WHAT NEEDS TO BE DONE
In the records below, find the line containing "let Some(degree) = sched.indegree.get_mut(dependent)"; copy exactly that line and all lines after it to the end, and nothing else.

INPUT MATERIAL
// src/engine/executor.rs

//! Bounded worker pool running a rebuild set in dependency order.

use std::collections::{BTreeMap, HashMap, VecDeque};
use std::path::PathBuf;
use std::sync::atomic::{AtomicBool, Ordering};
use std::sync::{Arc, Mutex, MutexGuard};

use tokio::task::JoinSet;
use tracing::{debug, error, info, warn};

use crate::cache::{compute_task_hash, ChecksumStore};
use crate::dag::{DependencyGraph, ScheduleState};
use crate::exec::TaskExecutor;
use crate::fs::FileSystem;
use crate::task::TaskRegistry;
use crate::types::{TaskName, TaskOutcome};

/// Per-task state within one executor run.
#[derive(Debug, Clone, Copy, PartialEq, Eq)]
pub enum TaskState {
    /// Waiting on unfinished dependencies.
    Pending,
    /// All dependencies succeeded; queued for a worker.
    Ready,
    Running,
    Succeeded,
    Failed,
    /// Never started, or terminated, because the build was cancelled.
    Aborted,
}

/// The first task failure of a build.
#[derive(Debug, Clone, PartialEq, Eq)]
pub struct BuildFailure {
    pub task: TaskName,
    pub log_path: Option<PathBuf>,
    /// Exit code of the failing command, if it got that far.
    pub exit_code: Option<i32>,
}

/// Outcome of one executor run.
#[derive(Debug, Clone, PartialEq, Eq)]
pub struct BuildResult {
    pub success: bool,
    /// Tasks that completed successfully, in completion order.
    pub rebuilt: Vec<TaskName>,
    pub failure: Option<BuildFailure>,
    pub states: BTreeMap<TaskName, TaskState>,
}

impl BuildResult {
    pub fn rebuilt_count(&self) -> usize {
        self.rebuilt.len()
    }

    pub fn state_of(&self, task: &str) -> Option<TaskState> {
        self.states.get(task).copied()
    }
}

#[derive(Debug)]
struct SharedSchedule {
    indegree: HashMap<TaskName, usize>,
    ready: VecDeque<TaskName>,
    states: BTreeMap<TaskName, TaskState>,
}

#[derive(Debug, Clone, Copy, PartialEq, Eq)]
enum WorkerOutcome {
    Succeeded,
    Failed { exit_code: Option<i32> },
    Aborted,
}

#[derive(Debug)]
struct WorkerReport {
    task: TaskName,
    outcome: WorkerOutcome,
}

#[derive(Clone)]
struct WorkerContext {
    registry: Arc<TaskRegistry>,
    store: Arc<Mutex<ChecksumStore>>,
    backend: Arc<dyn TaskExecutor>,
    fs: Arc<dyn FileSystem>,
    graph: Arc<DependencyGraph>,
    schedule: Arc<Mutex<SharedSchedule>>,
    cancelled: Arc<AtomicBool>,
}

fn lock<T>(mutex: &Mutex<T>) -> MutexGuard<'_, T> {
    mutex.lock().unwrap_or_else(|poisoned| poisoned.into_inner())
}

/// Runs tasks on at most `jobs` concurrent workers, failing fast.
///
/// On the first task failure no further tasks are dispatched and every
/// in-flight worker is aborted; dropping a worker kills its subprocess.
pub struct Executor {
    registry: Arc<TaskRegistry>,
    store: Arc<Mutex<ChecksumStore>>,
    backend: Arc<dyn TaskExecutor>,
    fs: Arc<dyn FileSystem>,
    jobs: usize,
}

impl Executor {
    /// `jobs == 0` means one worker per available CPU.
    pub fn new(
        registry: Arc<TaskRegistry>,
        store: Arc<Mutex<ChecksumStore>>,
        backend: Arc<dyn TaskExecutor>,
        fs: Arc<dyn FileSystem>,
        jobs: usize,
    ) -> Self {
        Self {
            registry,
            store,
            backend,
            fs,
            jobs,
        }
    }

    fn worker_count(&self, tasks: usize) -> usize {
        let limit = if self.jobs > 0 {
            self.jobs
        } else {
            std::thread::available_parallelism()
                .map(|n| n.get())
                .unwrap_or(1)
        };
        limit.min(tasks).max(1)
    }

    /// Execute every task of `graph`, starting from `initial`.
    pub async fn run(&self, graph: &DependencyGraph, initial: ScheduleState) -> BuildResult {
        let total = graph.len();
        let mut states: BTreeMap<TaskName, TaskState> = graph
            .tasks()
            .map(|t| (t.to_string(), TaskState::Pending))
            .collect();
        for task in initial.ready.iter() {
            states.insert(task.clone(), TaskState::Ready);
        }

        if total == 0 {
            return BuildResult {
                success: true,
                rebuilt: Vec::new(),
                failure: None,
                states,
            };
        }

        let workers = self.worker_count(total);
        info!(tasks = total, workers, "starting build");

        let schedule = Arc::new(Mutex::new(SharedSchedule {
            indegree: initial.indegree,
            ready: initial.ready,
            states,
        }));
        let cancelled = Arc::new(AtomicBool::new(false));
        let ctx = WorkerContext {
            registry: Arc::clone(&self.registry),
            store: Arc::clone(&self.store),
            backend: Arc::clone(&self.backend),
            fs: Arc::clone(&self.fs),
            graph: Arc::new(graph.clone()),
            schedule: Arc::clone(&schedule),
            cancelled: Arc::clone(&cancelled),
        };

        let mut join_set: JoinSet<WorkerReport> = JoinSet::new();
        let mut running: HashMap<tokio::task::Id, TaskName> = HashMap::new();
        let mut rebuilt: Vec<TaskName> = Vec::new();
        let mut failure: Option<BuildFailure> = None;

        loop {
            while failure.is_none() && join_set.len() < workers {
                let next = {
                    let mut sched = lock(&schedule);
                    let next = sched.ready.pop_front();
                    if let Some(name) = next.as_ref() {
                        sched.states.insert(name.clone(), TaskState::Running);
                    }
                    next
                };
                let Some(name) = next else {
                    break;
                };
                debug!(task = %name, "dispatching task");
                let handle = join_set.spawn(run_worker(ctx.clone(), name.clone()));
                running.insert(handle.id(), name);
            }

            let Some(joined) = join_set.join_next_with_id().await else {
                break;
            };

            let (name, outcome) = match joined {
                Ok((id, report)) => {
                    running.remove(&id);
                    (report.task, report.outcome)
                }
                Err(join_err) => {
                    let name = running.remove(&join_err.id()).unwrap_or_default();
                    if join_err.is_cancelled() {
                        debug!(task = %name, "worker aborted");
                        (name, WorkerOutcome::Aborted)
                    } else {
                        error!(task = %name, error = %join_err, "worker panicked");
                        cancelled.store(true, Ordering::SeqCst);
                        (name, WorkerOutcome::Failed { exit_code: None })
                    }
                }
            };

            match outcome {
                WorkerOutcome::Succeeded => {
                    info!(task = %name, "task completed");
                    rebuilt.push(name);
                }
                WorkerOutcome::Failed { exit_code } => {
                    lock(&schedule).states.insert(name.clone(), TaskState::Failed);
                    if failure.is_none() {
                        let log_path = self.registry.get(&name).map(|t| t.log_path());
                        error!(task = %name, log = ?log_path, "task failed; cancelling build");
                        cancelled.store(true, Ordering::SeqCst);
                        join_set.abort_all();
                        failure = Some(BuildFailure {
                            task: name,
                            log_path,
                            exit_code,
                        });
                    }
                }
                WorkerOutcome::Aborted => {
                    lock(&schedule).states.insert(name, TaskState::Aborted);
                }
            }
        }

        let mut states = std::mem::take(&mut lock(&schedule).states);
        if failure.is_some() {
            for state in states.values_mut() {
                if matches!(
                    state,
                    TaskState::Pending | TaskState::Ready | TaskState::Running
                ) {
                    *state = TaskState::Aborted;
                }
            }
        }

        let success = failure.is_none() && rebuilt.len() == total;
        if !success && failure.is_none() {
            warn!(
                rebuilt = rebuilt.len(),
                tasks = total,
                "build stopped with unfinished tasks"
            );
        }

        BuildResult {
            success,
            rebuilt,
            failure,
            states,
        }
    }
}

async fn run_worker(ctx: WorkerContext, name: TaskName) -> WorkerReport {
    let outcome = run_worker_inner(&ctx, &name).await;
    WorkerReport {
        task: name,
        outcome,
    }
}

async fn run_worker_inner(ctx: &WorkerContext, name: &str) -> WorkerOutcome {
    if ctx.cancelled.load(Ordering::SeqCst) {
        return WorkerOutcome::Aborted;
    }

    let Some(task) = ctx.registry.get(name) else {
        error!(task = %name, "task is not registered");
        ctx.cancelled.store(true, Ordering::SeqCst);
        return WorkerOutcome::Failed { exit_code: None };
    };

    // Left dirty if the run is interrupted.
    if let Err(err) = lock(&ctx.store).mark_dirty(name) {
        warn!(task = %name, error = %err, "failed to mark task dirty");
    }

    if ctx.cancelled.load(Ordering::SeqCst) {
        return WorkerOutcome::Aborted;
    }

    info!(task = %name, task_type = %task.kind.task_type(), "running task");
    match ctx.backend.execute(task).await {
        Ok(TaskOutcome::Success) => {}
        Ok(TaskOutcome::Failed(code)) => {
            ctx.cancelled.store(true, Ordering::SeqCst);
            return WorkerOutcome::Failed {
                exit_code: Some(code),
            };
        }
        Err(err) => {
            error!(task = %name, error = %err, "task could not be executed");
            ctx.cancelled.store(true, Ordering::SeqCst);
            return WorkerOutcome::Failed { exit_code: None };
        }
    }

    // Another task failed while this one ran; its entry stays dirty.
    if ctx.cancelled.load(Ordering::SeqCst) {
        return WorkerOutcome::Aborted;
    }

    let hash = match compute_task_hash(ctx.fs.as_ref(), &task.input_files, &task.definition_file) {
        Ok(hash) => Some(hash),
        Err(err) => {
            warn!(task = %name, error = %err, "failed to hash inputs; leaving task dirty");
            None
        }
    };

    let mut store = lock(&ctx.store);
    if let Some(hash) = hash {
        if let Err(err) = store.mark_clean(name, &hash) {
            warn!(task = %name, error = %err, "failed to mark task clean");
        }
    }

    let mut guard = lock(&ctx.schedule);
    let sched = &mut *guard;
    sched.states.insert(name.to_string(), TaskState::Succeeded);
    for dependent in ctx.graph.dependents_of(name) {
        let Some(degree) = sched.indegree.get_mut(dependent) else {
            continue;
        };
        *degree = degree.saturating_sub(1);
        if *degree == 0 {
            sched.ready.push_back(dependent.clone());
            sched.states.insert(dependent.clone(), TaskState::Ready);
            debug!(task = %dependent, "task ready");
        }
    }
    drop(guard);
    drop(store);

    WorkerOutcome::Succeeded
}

ANSWER SPACE
        let Some(degree) = sched.indegree.get_mut(dependent) else {
            continue;
        };
        *degree = degree.saturating_sub(1);
        if *degree == 0 {
            sched.ready.push_back(dependent.clone());
            sched.states.insert(dependent.clone(), TaskState::Ready);
            debug!(task = %dependent, "task ready");
        }
    }
    drop(guard);
    drop(store);

    WorkerOutcome::Succeeded
}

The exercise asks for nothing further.